W zasadzie jedynym, który próbował wyrwać gospodarzy z marazmu, był Darko Jevtić. Szwajcar (a może bardziej Serb, patrząc na ostatnie deklaracje zawodnika, dotyczące wyboru barw narodowych) próbował brać na siebie grę, a widząc, że kolegom nie idzie, po prostu podchodził z piłką jak najbliżej bramki i strzelał. Jedna z takich prób, w 32. minucie spotkania omal nie zakończyła się powodzeniem. Po strzale piłkę przed siebie odbił Mateusz Abramowicz i naprawdę niewiele brakowało, by dopadł do niej Nicki Bille. Szybszy był jednak golkiper Śląska, który pewnie chwycił ją w rękawice, zapobiegając tym samym bardzo groźnej dobitce.

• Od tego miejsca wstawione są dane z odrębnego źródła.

// Items in this module are only used in test code.

use std::collections::{HashMap, HashSet};
use std::io::{self, Cursor, Read};
use std::sync::Arc;
use std::sync::atomic::{AtomicUsize, Ordering};

use crate::access::{EntryMode, ObjectId, RepoAccess, TreeEntry};
use crate::error::{Error, Result};

/// In-memory repository for scanner and dispatcher tests.
///
/// Object ids are handed out sequentially. Individual blobs can be marked
/// unreadable to exercise per-entry failure handling.
#[derive(Debug, Default)]
pub(crate) struct MemoryRepo {
    pub bare: bool,
    pub branches: Vec<String>,
    pub head: Option<ObjectId>,
    pub commits: HashMap<ObjectId, ObjectId>,
    pub trees: HashMap<ObjectId, Vec<TreeEntry>>,
    pub blobs: HashMap<ObjectId, Vec<u8>>,
    pub unreadable: HashSet<ObjectId>,
    /// Number of `open_blob` calls, shared so tests can read it after the
    /// repository has been moved.
    pub opens: Arc<AtomicUsize>,
    next_id: u32,
}

impl MemoryRepo {
    pub fn new() -> Self {
        Self::default()
    }

    fn next_id(&mut self) -> ObjectId {
        self.next_id += 1;
        ObjectId::from_bytes(&self.next_id.to_be_bytes())
    }

    pub fn add_blob(&mut self, content: &[u8]) -> ObjectId {
        let id = self.next_id();
        self.blobs.insert(id.clone(), content.to_vec());
        id
    }

    pub fn add_tree(&mut self, entries: Vec<TreeEntry>) -> ObjectId {
        let id = self.next_id();
        self.trees.insert(id.clone(), entries);
        id
    }

    /// Commit `root` and point HEAD at it.
    pub fn commit(&mut self, root: ObjectId) -> ObjectId {
        let id = self.next_id();
        self.commits.insert(id.clone(), root);
        self.head = Some(id.clone());
        id
    }

    pub fn file(&mut self, name: &str, content: &[u8]) -> TreeEntry {
        let id = self.add_blob(content);
        TreeEntry::new(name, EntryMode::Regular, id)
    }

    pub fn symlink(&mut self, name: &str, target: &str) -> TreeEntry {
        let id = self.add_blob(target.as_bytes());
        TreeEntry::new(name, EntryMode::Symlink, id)
    }

    pub fn dir(&mut self, name: &str, entries: Vec<TreeEntry>) -> TreeEntry {
        let id = self.add_tree(entries);
        TreeEntry::new(name, EntryMode::Tree, id)
    }
}

struct FailingReader;

impl Read for FailingReader {
    fn read(&mut self, _buf: &mut [u8]) -> io::Result<usize> {
        Err(io::Error::other("simulated read failure"))
    }
}

impl RepoAccess for MemoryRepo {
    fn is_bare(&self) -> bool {
        self.bare
    }

    fn branches(&self) -> Result<Vec<String>> {
        Ok(self.branches.clone())
    }

    fn head(&self) -> Result<ObjectId> {
        self.head
            .clone()
            .ok_or_else(|| Error::Git(git2::Error::from_str("reference 'HEAD' is unborn")))
    }

    fn commit_tree(&self, commit: &ObjectId) -> Result<ObjectId> {
        self.commits
            .get(commit)
            .cloned()
            .ok_or_else(|| Error::NotFound(commit.clone()))
    }

    fn tree_entries(&self, tree: &ObjectId) -> Result<Vec<TreeEntry>> {
        self.trees
            .get(tree)
            .cloned()
            .ok_or_else(|| Error::NotFound(tree.clone()))
    }

    fn blob_size(&self, blob: &ObjectId) -> Result<u64> {
        self.blobs
            .get(blob)
            .map(|b| b.len() as u64)
            .ok_or_else(|| Error::NotFound(blob.clone()))
    }

    fn open_blob(&self, blob: &ObjectId) -> Result<Box<dyn Read + '_>> {
        self.opens.fetch_add(1, Ordering::Relaxed);
        if self.unreadable.contains(blob) {
            return Ok(Box::new(FailingReader));
        }
        let data = self
            .blobs
            .get(blob)
            .ok_or_else(|| Error::NotFound(blob.clone()))?;
        Ok(Box::new(Cursor::new(data.as_slice())))
    }
}
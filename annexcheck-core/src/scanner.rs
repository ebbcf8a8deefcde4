//! Missing annex content detection
//!
//! Walks the tree at HEAD of one repository, classifies every blob-backed
//! entry and, for each pointer, probes the annex object store for the
//! content. Works on bare repositories because it never looks at a working
//! tree.
//!
//! Failures are contained: a repository whose HEAD cannot be resolved yields
//! no records, and an unreadable entry is skipped while the walk continues.

use std::fs;
use std::io;
use std::path::{Path, PathBuf};

use tracing::{debug, error};

use crate::access::{EntryMode, ObjectId, RepoAccess, TreeEntry};
use crate::locator::{hash_dir_lower, hash_dir_mixed};
use crate::pointer::{ContentKey, MAX_POINTER_SIZE, classify_blob};
use crate::repository::{MissingContent, Repository};

/// Name of the metadata directory in repositories with a working tree.
pub const GIT_DIR_NAME: &str = ".git";

/// Scans repositories for annexed files whose content is missing.
#[derive(Debug, Clone)]
pub struct Scanner {
    git_dir_name: String,
}

impl Default for Scanner {
    fn default() -> Self {
        Self {
            git_dir_name: GIT_DIR_NAME.to_string(),
        }
    }
}

/// Per-repository state for one tree walk
struct Walk<'a> {
    access: &'a dyn RepoAccess,
    repo_path: &'a Path,
    object_store: PathBuf,
    missing: Vec<MissingContent>,
}

impl Scanner {
    pub fn new() -> Self {
        Self::default()
    }

    /// Location of the annex object store of a repository.
    pub fn object_store(&self, repo_path: &Path, bare: bool) -> PathBuf {
        let git_dir = if bare {
            repo_path.to_path_buf()
        } else {
            repo_path.join(&self.git_dir_name)
        };
        git_dir.join("annex").join("objects")
    }

    /// Scan `repo` and store the result on it.
    pub fn scan(&self, repo: &mut Repository) {
        let missing = self.find_missing_content(repo);
        repo.set_missing_content(missing);
    }

    /// Collect every annexed file at HEAD whose content is absent.
    pub fn find_missing_content(&self, repo: &Repository) -> Vec<MissingContent> {
        let access = repo.access();
        let repo_path = repo.path();

        let head = match access.head() {
            Ok(head) => head,
            Err(e) => {
                error!(repo = %repo_path.display(), "Failed to get HEAD: {}", e);
                return Vec::new();
            }
        };

        let root = match access.commit_tree(&head) {
            Ok(root) => root,
            Err(e) => {
                error!(repo = %repo_path.display(), commit = %head, "Failed to get HEAD commit: {}", e);
                return Vec::new();
            }
        };

        let entries = match access.tree_entries(&root) {
            Ok(entries) => entries,
            Err(e) => {
                error!(repo = %repo_path.display(), tree = %root, "Failed to get root HEAD tree: {}", e);
                return Vec::new();
            }
        };

        let mut walk = Walk {
            access,
            repo_path,
            object_store: self.object_store(repo_path, access.is_bare()),
            missing: Vec::new(),
        };
        walk.visit(entries, "");

        debug!(
            repo = %repo_path.display(),
            missing = walk.missing.len(),
            "Scan finished"
        );
        walk.missing
    }
}

impl Walk<'_> {
    /// Depth-first, pre-order over `entries` and everything below them.
    fn visit(&mut self, entries: Vec<TreeEntry>, prefix: &str) {
        for entry in entries {
            let path = if prefix.is_empty() {
                entry.name.clone()
            } else {
                format!("{}/{}", prefix, entry.name)
            };

            match entry.mode {
                EntryMode::Tree => match self.access.tree_entries(&entry.id) {
                    Ok(children) => self.visit(children, &path),
                    Err(e) => {
                        error!(
                            repo = %self.repo_path.display(),
                            tree = %entry.id,
                            "Failed to read tree {:?}: {}", path, e
                        );
                    }
                },
                mode if mode.is_file_like() => self.check_blob(&entry.id, path),
                _ => {}
            }
        }
    }

    fn check_blob(&mut self, id: &ObjectId, tree_path: String) {
        let Some(key) = self.read_pointer(id, &tree_path) else {
            return;
        };

        if let Some(object_path) = locate_missing(&self.object_store, &key) {
            debug!(
                repo = %self.repo_path.display(),
                key = %key,
                "Missing content for {:?}", tree_path
            );
            self.missing.push(MissingContent {
                tree_path,
                object_path,
            });
        }
    }

    fn read_pointer(&self, id: &ObjectId, tree_path: &str) -> Option<ContentKey> {
        let size = match self.access.blob_size(id) {
            Ok(size) => size,
            Err(e) => {
                error!(
                    repo = %self.repo_path.display(),
                    blob = %id,
                    "Failed to get blob for {:?}: {}", tree_path, e
                );
                return None;
            }
        };
        if size == 0 || size > MAX_POINTER_SIZE {
            return None;
        }

        let mut reader = match self.access.open_blob(id) {
            Ok(reader) => reader,
            Err(e) => {
                error!(
                    repo = %self.repo_path.display(),
                    blob = %id,
                    "Failed to open blob for {:?}: {}", tree_path, e
                );
                return None;
            }
        };

        match classify_blob(size, reader.as_mut()) {
            Ok(key) => key,
            Err(e) => {
                error!(
                    repo = %self.repo_path.display(),
                    blob = %id,
                    "Failed to read contents of blob for {:?}: {}", tree_path, e
                );
                None
            }
        }
    }
}

/// Probe both hash layouts for `key`; mixed first, then lower.
///
/// Returns the lower-layout path when neither exists.
pub fn locate_missing(object_store: &Path, key: &ContentKey) -> Option<PathBuf> {
    let mixed = object_store.join(hash_dir_mixed(key.as_bytes()));
    if !is_absent(&mixed) {
        return None;
    }

    let lower = object_store.join(hash_dir_lower(key.as_bytes()));
    if !is_absent(&lower) {
        return None;
    }

    Some(lower)
}

// Only a definite not-found counts as absent.
fn is_absent(path: &Path) -> bool {
    matches!(fs::metadata(path), Err(e) if e.kind() == io::ErrorKind::NotFound)
}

Z czasem postawę poznaniaków zaczęły kwitować coraz głośniejsze gwizdy z trybun. Trudno się dziwić kibicom, którzy zapłacili przecież za oglądanie spotkania Ekstraklasy, a tu wciskano im kiczowate widowisko o nędznym poziomie. Przegrywający jedną bramką zespół Lecha kompletnie nie miał pomysłu, jak odrobić straty, nie było choć jednej akcji wskazującej na to, że za chwilę wynik zmieni się na korzyść poznaniaków. Próbując coś zmienić Urban wpuścił na boisko Paulusa Arajuuriego oraz Tamasa Kadara, przestawiając swój zespół na grę trójką obrońców, ale i to nie okazało się lekarstwem na bolączki jego zespołu.
W 70. minucie bardzo blisko zdobycia drugiej bramki byli natomiast podopieczni Rumaka. Świetny strzał wprowadzonego na murawę po przerwie Petera Grajciara obronił Jasmin Burić, a dobijający praktycznie na pustą bramkę Bence Mervo zamiast wpakować piłkę do siatki to skiksował tak, że Bośniak zdołał się jeszcze pozbierać i po raz kolejny odbić futbolówkę. Goście reklamowali jeszcze, że ta zdążyła przekroczyć linię bramkową, ale sędzia Tomasz Kwiatkowski nie zmienił swojej decyzji, nie uznając trafienia.
Jednobramkowe zwycięstwo Śląska z perspektywy meczu to wynik zasłużony. Choć goście z Wrocławia nie zaprezentowali się olśniewająco, to nie można nie zauważyć, że byli lepsi od Lecha. Poznaniacy tym samym przegrali drugi mecz z rzędu przed własną publicznością, bo przecież dwa tygodnie temu okazali się słabsi od Legii Warszawa. W ten sposób poznaniacy oddalają się od miejsca, gwarantującego grę w europejskich pucharach i coraz bardziej muszą liczyć na Puchar Polski. A tam – przy założeniu, że w półfinałach nie dojdzie do żadnych sensacji – czeka ich ciężkie starcie z ekipą „Wojskowych”.